In the present study, we examined the mode of action of KRN2391 (N-cyano-N'-(2-nitroxyethyl)-3-pyridinecarboximidamide monomethanesulphonate) in isolated canine renal artery compared with those of nicorandil and cromakalim. KRN2391 (10(-8)-3 x 10(-5) M), nicorandil (10(-7)-3 x 10(-4) M) and cromakalim (10(-8)-3 x 10(-5) M) relaxed renal arteries contracted by 25 mM KCl in a concentration-dependent manner. KRN2391-induced relaxation was inhibited by methylene blue (10(-5) M) and glibenclamide (10(-6) M). Nicorandil-induced relaxation was inhibited by methylene blue, but not by glibenclamide.
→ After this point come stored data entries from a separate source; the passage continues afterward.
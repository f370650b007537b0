//! MIME resolution
//!
//! Pure functions used by the orchestrator whenever a content type has to be
//! decided without trusting the caller: extension lookup, the inverse lookup
//! used to give storage keys an extension, declared-type validation,
//! previewability and magic-byte sniffing for proxied uploads.

use crate::constants::SNIFF_WINDOW;
use std::path::Path;

pub const OCTET_STREAM: &str = "application/octet-stream";
pub const TEXT_PLAIN_UTF8: &str = "text/plain; charset=utf-8";
pub const BINARY_EXTENSION: &str = ".bin";

/// Extension to MIME table. Order matters for `reverse_to_extension`: the
/// first extension listed for a type wins unless overridden below.
const EXTENSION_TABLE: &[(&str, &str)] = &[
    // Images
    (".jpg", "image/jpeg"),
    (".jpeg", "image/jpeg"),
    (".png", "image/png"),
    (".gif", "image/gif"),
    (".webp", "image/webp"),
    (".svg", "image/svg+xml"),
    (".ico", "image/x-icon"),
    (".bmp", "image/bmp"),
    // Video
    (".mp4", "video/mp4"),
    (".webm", "video/webm"),
    (".ogv", "video/ogg"),
    (".mov", "video/quicktime"),
    (".avi", "video/x-msvideo"),
    (".mkv", "video/x-matroska"),
    (".flv", "video/x-flv"),
    // Audio
    (".mp3", "audio/mpeg"),
    (".wav", "audio/wav"),
    (".oga", "audio/ogg"),
    (".m4a", "audio/mp4"),
    (".flac", "audio/flac"),
    // Documents
    (".pdf", "application/pdf"),
    (".doc", "application/msword"),
    (
        ".docx",
        "application/vnd.openxmlformats-officedocument.wordprocessingml.document",
    ),
    (".xls", "application/vnd.ms-excel"),
    (
        ".xlsx",
        "application/vnd.openxmlformats-officedocument.spreadsheetml.sheet",
    ),
    (".ppt", "application/vnd.ms-powerpoint"),
    (
        ".pptx",
        "application/vnd.openxmlformats-officedocument.presentationml.presentation",
    ),
    // Text and data
    (".txt", "text/plain"),
    (".html", "text/html"),
    (".css", "text/css"),
    (".js", "application/javascript"),
    (".json", "application/json"),
    (".xml", "application/xml"),
    (".csv", "text/csv"),
    // Archives
    (".zip", "application/zip"),
    (".rar", "application/x-rar-compressed"),
    (".7z", "application/x-7z-compressed"),
    (".tar", "application/x-tar"),
    (".gz", "application/gzip"),
];

/// Disambiguation for types with several extensions (and common aliases).
const PREFERRED_EXTENSIONS: &[(&str, &str)] = &[
    ("image/jpeg", ".jpg"),
    ("image/jpg", ".jpg"),
    ("audio/x-wav", ".wav"),
    ("audio/ogg", ".oga"),
];

const PREVIEWABLE_PREFIXES: &[&str] = &["image/", "video/", "audio/", "text/"];

/// Extension of `name` including the leading dot, lower-cased. Empty when the
/// name has none.
pub fn extension_of(name: &str) -> String {
    Path::new(name)
        .extension()
        .and_then(|ext| ext.to_str())
        .map(|ext| format!(".{}", ext.to_ascii_lowercase()))
        .unwrap_or_default()
}

/// Media type without parameters, trimmed and lower-cased.
pub fn base_type(content_type: &str) -> String {
    content_type
        .split(';')
        .next()
        .unwrap_or_default()
        .trim()
        .to_ascii_lowercase()
}

/// Content type implied by the file name's extension, or octet-stream.
pub fn resolve_from_name(name: &str) -> &'static str {
    let ext = extension_of(name);
    EXTENSION_TABLE
        .iter()
        .find(|(candidate, _)| *candidate == ext)
        .map(|(_, mime)| *mime)
        .unwrap_or(OCTET_STREAM)
}

/// Extension (with dot) for a content type, or `.bin` when unknown.
pub fn reverse_to_extension(content_type: &str) -> &'static str {
    let base = base_type(content_type);

    if let Some((_, ext)) = PREFERRED_EXTENSIONS.iter().find(|(mime, _)| *mime == base) {
        return ext;
    }

    EXTENSION_TABLE
        .iter()
        .find(|(_, mime)| *mime == base)
        .map(|(ext, _)| *ext)
        .unwrap_or(BINARY_EXTENSION)
}

/// Compare a declared content type against the name-derived one.
///
/// Returns `(matches, recommended)`. An empty or generic declaration never
/// matches, so callers fall back to `recommended`.
pub fn validate(name: &str, declared: &str) -> (bool, &'static str) {
    let expected = resolve_from_name(name);
    let declared = declared.trim();

    if declared.is_empty() || base_type(declared) == OCTET_STREAM {
        return (false, expected);
    }

    (base_type(declared) == base_type(expected), expected)
}

/// Resolve the type to use for a presigned upload: the declared type when it
/// agrees with the name, the name-derived type otherwise.
pub fn resolve_declared(name: &str, declared: &str) -> String {
    match validate(name, declared) {
        (true, _) => declared.trim().to_string(),
        (false, expected) => expected.to_string(),
    }
}

/// Whether browsers can render the type inline.
pub fn is_previewable(content_type: &str) -> bool {
    let base = base_type(content_type);
    base == "application/pdf"
        || PREVIEWABLE_PREFIXES
            .iter()
            .any(|prefix| base.starts_with(prefix))
}

/// Byte signatures checked in order. `None` bytes in a pattern are wildcards.
struct Signature {
    offset: usize,
    pattern: &'static [Option<u8>],
    mime: &'static str,
}

macro_rules! sig {
    (@byte _) => { None };
    (@byte $b:expr) => { Some($b) };
    ($offset:expr, [$($b:tt),*], $mime:expr) => {
        Signature { offset: $offset, pattern: &[$(sig!(@byte $b)),*], mime: $mime }
    };
}

const SIGNATURES: &[Signature] = &[
    sig!(0, [0x89, b'P', b'N', b'G', 0x0D, 0x0A, 0x1A, 0x0A], "image/png"),
    sig!(0, [0xFF, 0xD8, 0xFF], "image/jpeg"),
    sig!(0, [b'G', b'I', b'F', b'8', b'7', b'a'], "image/gif"),
    sig!(0, [b'G', b'I', b'F', b'8', b'9', b'a'], "image/gif"),
    sig!(0, [b'R', b'I', b'F', b'F', _, _, _, _, b'W', b'E', b'B', b'P', b'V', b'P'], "image/webp"),
    sig!(0, [b'B', b'M'], "image/bmp"),
    sig!(0, [0x00, 0x00, 0x01, 0x00], "image/x-icon"),
    sig!(0, [b'%', b'P', b'D', b'F', b'-'], "application/pdf"),
    sig!(0, [b'P', b'K', 0x03, 0x04], "application/zip"),
    sig!(0, [0x1F, 0x8B, 0x08], "application/x-gzip"),
    sig!(0, [b'R', b'a', b'r', b'!', 0x1A, 0x07], "application/x-rar-compressed"),
    sig!(0, [b'7', b'z', 0xBC, 0xAF, 0x27, 0x1C], "application/x-7z-compressed"),
    sig!(4, [b'f', b't', b'y', b'p'], "video/mp4"),
    sig!(0, [0x1A, 0x45, 0xDF, 0xA3], "video/webm"),
    sig!(0, [b'O', b'g', b'g', b'S', 0x00], "application/ogg"),
    sig!(0, [b'I', b'D', b'3'], "audio/mpeg"),
    sig!(0, [b'R', b'I', b'F', b'F', _, _, _, _, b'W', b'A', b'V', b'E'], "audio/wave"),
    sig!(0, [b'f', b'L', b'a', b'C'], "audio/flac"),
];

impl Signature {
    fn matches(&self, data: &[u8]) -> bool {
        let end = self.offset + self.pattern.len();
        if data.len() < end {
            return false;
        }
        data[self.offset..end]
            .iter()
            .zip(self.pattern)
            .all(|(byte, expected)| expected.map_or(true, |e| e == *byte))
    }
}

fn is_binary_byte(b: u8) -> bool {
    matches!(b, 0x00..=0x08 | 0x0B | 0x0E..=0x1A | 0x1C..=0x1F)
}

fn sniff_markup(text: &[u8]) -> Option<&'static str> {
    let start = text
        .iter()
        .position(|b| !b.is_ascii_whitespace())
        .unwrap_or(text.len());
    let trimmed = &text[start..];
    let lower: Vec<u8> = trimmed
        .iter()
        .take(16)
        .map(|b| b.to_ascii_lowercase())
        .collect();

    const HTML_TAGS: &[&[u8]] = &[
        b"<!doctype html",
        b"<html",
        b"<head",
        b"<body",
        b"<script",
        b"<iframe",
        b"<h1",
        b"<div",
        b"<table",
        b"<p",
    ];

    if lower.starts_with(b"<?xml") {
        return Some("text/xml; charset=utf-8");
    }
    for tag in HTML_TAGS {
        if lower.starts_with(tag) {
            // The tag must be terminated by a space or '>'.
            match trimmed.get(tag.len()) {
                Some(b' ') | Some(b'>') => return Some("text/html; charset=utf-8"),
                _ => {}
            }
        }
    }
    None
}

/// Sniff a content type from the leading bytes of a payload.
///
/// Only the first `SNIFF_WINDOW` bytes are examined. Text that is valid UTF-8
/// and free of control bytes is reported as `text/plain; charset=utf-8`;
/// anything unrecognised is octet-stream.
pub fn sniff(prefix: &[u8]) -> &'static str {
    let data = &prefix[..prefix.len().min(SNIFF_WINDOW)];

    if let Some(sig) = SIGNATURES.iter().find(|sig| sig.matches(data)) {
        return sig.mime;
    }

    if let Some(markup) = sniff_markup(data) {
        return markup;
    }

    if data.iter().any(|b| is_binary_byte(*b)) {
        return OCTET_STREAM;
    }

    // A multi-byte character may be cut at the window edge.
    match std::str::from_utf8(data) {
        Ok(_) => TEXT_PLAIN_UTF8,
        Err(e) if e.error_len().is_none() => TEXT_PLAIN_UTF8,
        Err(_) => OCTET_STREAM,
    }
}

#[cfg(test)]
mod tests {
    use super::*;

    #[test]
    fn test_resolve_from_name() {
        assert_eq!(resolve_from_name("photo.jpg"), "image/jpeg");
        assert_eq!(resolve_from_name("PHOTO.JPEG"), "image/jpeg");
        assert_eq!(resolve_from_name("clip.mkv"), "video/x-matroska");
        assert_eq!(resolve_from_name("song.flac"), "audio/flac");
        assert_eq!(resolve_from_name("report.pdf"), "application/pdf");
        assert_eq!(resolve_from_name("dir/archive.tar.gz"), "application/gzip");
        assert_eq!(resolve_from_name("notes.txt"), "text/plain");
        assert_eq!(resolve_from_name("README"), OCTET_STREAM);
        assert_eq!(resolve_from_name("model.blend"), OCTET_STREAM);
        assert_eq!(resolve_from_name(""), OCTET_STREAM);
    }

    #[test]
    fn every_table_entry_resolves_to_itself() {
        for (ext, mime) in EXTENSION_TABLE {
            let name = format!("file{}", ext);
            assert_eq!(resolve_from_name(&name), *mime, "extension {}", ext);
        }
    }

    #[test]
    fn test_reverse_to_extension() {
        assert_eq!(reverse_to_extension("image/png"), ".png");
        assert_eq!(reverse_to_extension("image/jpeg"), ".jpg");
        assert_eq!(reverse_to_extension("image/jpg"), ".jpg");
        assert_eq!(reverse_to_extension("video/mp4"), ".mp4");
        assert_eq!(reverse_to_extension("application/pdf"), ".pdf");
        assert_eq!(reverse_to_extension("text/plain"), ".txt");
        assert_eq!(reverse_to_extension("text/plain; charset=utf-8"), ".txt");
        assert_eq!(reverse_to_extension(" Text/Plain ;charset=utf-8"), ".txt");
        assert_eq!(reverse_to_extension("application/x-unknown"), ".bin");
        assert_eq!(reverse_to_extension(""), ".bin");
    }

    #[test]
    fn reverse_lookup_is_total_over_table_values() {
        for (_, mime) in EXTENSION_TABLE {
            let ext = reverse_to_extension(mime);
            assert!(ext.starts_with('.') && ext.len() > 1, "{} -> {}", mime, ext);
            assert_eq!(resolve_from_name(&format!("x{}", ext)), *mime);
        }
    }

    #[test]
    fn test_validate() {
        assert_eq!(validate("a.png", ""), (false, "image/png"));
        assert_eq!(validate("a.png", OCTET_STREAM), (false, "image/png"));
        assert_eq!(validate("a.png", "image/png"), (true, "image/png"));
        assert_eq!(validate("a.txt", "text/plain; charset=utf-8"), (true, "text/plain"));
        assert_eq!(validate("a.png", "image/jpeg"), (false, "image/png"));
        assert_eq!(validate("noext", "image/png"), (false, OCTET_STREAM));
    }

    #[test]
    fn test_resolve_declared() {
        assert_eq!(resolve_declared("a.mp4", "video/mp4"), "video/mp4");
        assert_eq!(resolve_declared("a.mp4", "image/png"), "video/mp4");
        assert_eq!(resolve_declared("a.mp4", ""), "video/mp4");
        assert_eq!(
            resolve_declared("a.txt", "text/plain; charset=utf-8"),
            "text/plain; charset=utf-8"
        );
    }

    #[test]
    fn test_is_previewable() {
        assert!(is_previewable("image/png"));
        assert!(is_previewable("video/mp4"));
        assert!(is_previewable("audio/mpeg"));
        assert!(is_previewable("text/plain; charset=utf-8"));
        assert!(is_previewable("application/pdf"));
        assert!(!is_previewable("application/zip"));
        assert!(!is_previewable("application/json"));
        assert!(!is_previewable(OCTET_STREAM));
    }

    #[test]
    fn test_sniff_signatures() {
        assert_eq!(sniff(&[0x89, b'P', b'N', b'G', 0x0D, 0x0A, 0x1A, 0x0A, 0]), "image/png");
        assert_eq!(sniff(&[0xFF, 0xD8, 0xFF, 0xE0, 0, 0x10]), "image/jpeg");
        assert_eq!(sniff(b"GIF89a\x01\x00"), "image/gif");
        assert_eq!(sniff(b"%PDF-1.7\n"), "application/pdf");
        assert_eq!(sniff(b"PK\x03\x04\x14\x00"), "application/zip");
        assert_eq!(sniff(b"\x00\x00\x00\x18ftypmp42"), "video/mp4");
        assert_eq!(sniff(b"RIFF\x24\x00\x00\x00WAVEfmt "), "audio/wave");
        assert_eq!(sniff(b"RIFF\x24\x00\x00\x00WEBPVP8 "), "image/webp");
    }

    #[test]
    fn test_sniff_text_and_markup() {
        assert_eq!(sniff(b"Hello, World!"), TEXT_PLAIN_UTF8);
        assert_eq!(sniff(b""), TEXT_PLAIN_UTF8);
        assert_eq!(sniff("héllo wörld".as_bytes()), TEXT_PLAIN_UTF8);
        assert_eq!(sniff(b"  <!DOCTYPE html>\n<html>"), "text/html; charset=utf-8");
        assert_eq!(sniff(b"<?xml version=\"1.0\"?>"), "text/xml; charset=utf-8");
        assert_eq!(sniff(b"<pre>code</pre>"), TEXT_PLAIN_UTF8);
    }

    #[test]
    fn test_sniff_binary_falls_back() {
        assert_eq!(sniff(&[0x00, 0x01, 0x02, 0x03, 0x04]), OCTET_STREAM);
        assert_eq!(sniff(&[0xC3, 0x28, b'a', b'b']), OCTET_STREAM);
    }

    #[test]
    fn sniff_tolerates_truncated_utf8_at_window_edge() {
        let mut data = vec![b'a'; SNIFF_WINDOW - 1];
        data.extend_from_slice("é".as_bytes());
        assert_eq!(sniff(&data), TEXT_PLAIN_UTF8);
    }
}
The concentration-relaxation curve for cromakalim displayed a rightward parallel shift in the presence of glibenclamide. In the control observation, KRN2391 and nicorandil also produced full relaxation, but cromakalim did not. The present results suggest that KRN2391 acts as both a nitrate and a potassium channel opener, and nicorandil acts only as a nitrate and only in canine renal artery.